Ja, zum ersten Mal im Alter von etwa acht bis zehn Jahren. Ich fühlte mich fremd im eigenen Körper, hatte unter anderem Depressionen, Probleme, mich zu konzentrieren. Ich konnte mich niemandem anvertrauen und hatte immer panische Angst, in einer Psychiatrie zu landen. Diese Angst blieb bis kurz nach dem Abitur, das ich in Schorndorf gemacht habe.
Was änderte sich dann?
Weil sich bei mir immer wieder die Muskulatur verkrampfte – auch eine Traumafolge –, hat mich mein Hausarzt mit Verdacht auf multiple Sklerose zu einem Spezialisten nach Stuttgart geschickt. Der Arzt sagte zu mir: „Sie brauchen eine Therapie, sonst nichts!“ Im Institut für Psychotherapie hat man mir einen Psychoanalytiker vermittelt, einen Kriegsblinden. Das war genau der Richtige, besser konnte mich niemand verstehen! Ich habe bei ihm eine langjährige Therapie gemacht. Am Ende sagte er, dass ich mich gut zum Therapeuten eignen würde. So begann meine Laufbahn.
Heißt das, sämtliche Flüchtlingskinder bräuchten im Grunde eine Therapie?

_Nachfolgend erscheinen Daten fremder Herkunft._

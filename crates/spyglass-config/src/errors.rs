#[derive(Debug, thiserror::Error)]
pub enum ConfigError {
    #[error("Failed to parse config file: {message}")]
    ConfigParseError { message: String },

    #[error("Invalid configuration: {message}")]
    InvalidConfiguration { message: String },

    #[error("Config IO error: {message}")]
    IoError { message: String },
}

impl From<std::io::Error> for ConfigError {
    fn from(e: std::io::Error) -> Self {
        ConfigError::IoError {
            message: e.to_string(),
        }
    }
}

Nein. Es gibt Menschen mit erstaunlicher Widerstandskraft, die solche Fluchterlebnisse gut überstehen. Aber es ist wichtig herauszufinden, wer Hilfe benötigt – und wer nicht. Unsere Lehrer bräuchten zum Beispiel eine Ausbildung in Traumalehre, damit sie auf Symptome reagieren können, wenn zum Beispiel ein Kind nur vor sich hinstarrt und nicht mitmacht. Die Therapie müssen dann Profis durchführen. Ich kenne das Beispiel eines Mädchens aus Somalia, das allein unterwegs war und auf der Flucht 23-mal vergewaltigt wurde. So jemand braucht unbedingt eine psychologische Begleitung.
Ist Ihr Berufsstand denn gut aufgestellt für diese Herausforderungen?
Es gibt derzeit viele Tagungen und Fortbildungen zu dem Thema. Wir haben sicher nicht die Kapazitäten, jedes betroffene Kind in Einzeltherapie zu nehmen. Aber es gibt Projekte, unter anderem am C.-G.- Jung-Institut in Stuttgart, in denen Kinder in Gruppen eine Spieltherapie machen. Sehr wichtig wäre es, dass diese Kinder Bezugspersonen haben, um feste Bindungen aufzubauen, so wie ich das erlebt habe.
Wo könnte das stattfinden?
Die Vorbereitungsklassen könnten zum Beispiel so ein Ort sein, wo Kinder nicht nur die Sprache lernen, sondern erste Bindungen zu Pädagogen aufbauen. Und dann natürlich die Schule. Kinder lernen zunächst einmal für jemanden. Im besten Fall übertragen sie die Liebe zu den Eltern auf die Lehrer. Diese Bindung müsste man in der Pädagogik wieder stärker betonen. Auch ehrenamtliche Helfer können solche Bezugspersonen werden. Aber sie müssen es natürlich wollen.
Was passiert, wenn Traumata unbehandelt bleiben?
Nach dem Krieg mussten 99 Prozent ohne Therapie mit ihrem Trauma fertig werden. Man kann damit leben, aber es gibt Risiken. Schon damals wurden die unruhigen und unkonzentrierten Kinder beschrieben. Heute nennt man das ADHS, also Aufmerksamkeitsdefizit-Hyperaktivitätsstörung. Im Grunde können diese Kinder ihre Affekte schlecht beherrschen, Spannungen nicht im Spiel abfangen, sondern nur durch Bewegung. Das kann auch – vor allem bei Jungen – zu aggressivem Verhalten oder Süchten führen. Wenn man also heute bindungslose, teilweise traumatisierte junge Männer zusammen in eine Unterkunft steckt, ist es nicht verwunderlich, wenn es zu Problemen kommt. Bei uns im Lager gab es damals eine Junggesellenbaracke, dort kam es oft zu gewalttätigen Ausschreitungen.
Sind Sie Ihr Trauma ganz losgeworden?
Die lange Therapie hat mich vom Schlimmsten befreit. Aber es bleiben immer Reste, die mich in bestimmten Situationen überfallen können. Ich mag zum Beispiel keine Candle-Light-Dinner, weil es in der Baracke immer so düster war. Ich bin auch nicht frei von dunklen Gedanken, aber ich weiß, wie ich damit umgehen kann.
Hat die Erfahrung in der Arbeit geholfen?
Für Psychotherapeuten ist es eigentlich ein Tabu, über das eigene Seelenleben zu sprechen. Aber mir hat es in der Arbeit mit den Kindern oft geholfen, dass ich wusste, was sie durchmachen. Und wenn ich heute Bilder von Flüchtlingskindern sehe, denke ich: Ich werde einer von euch bleiben.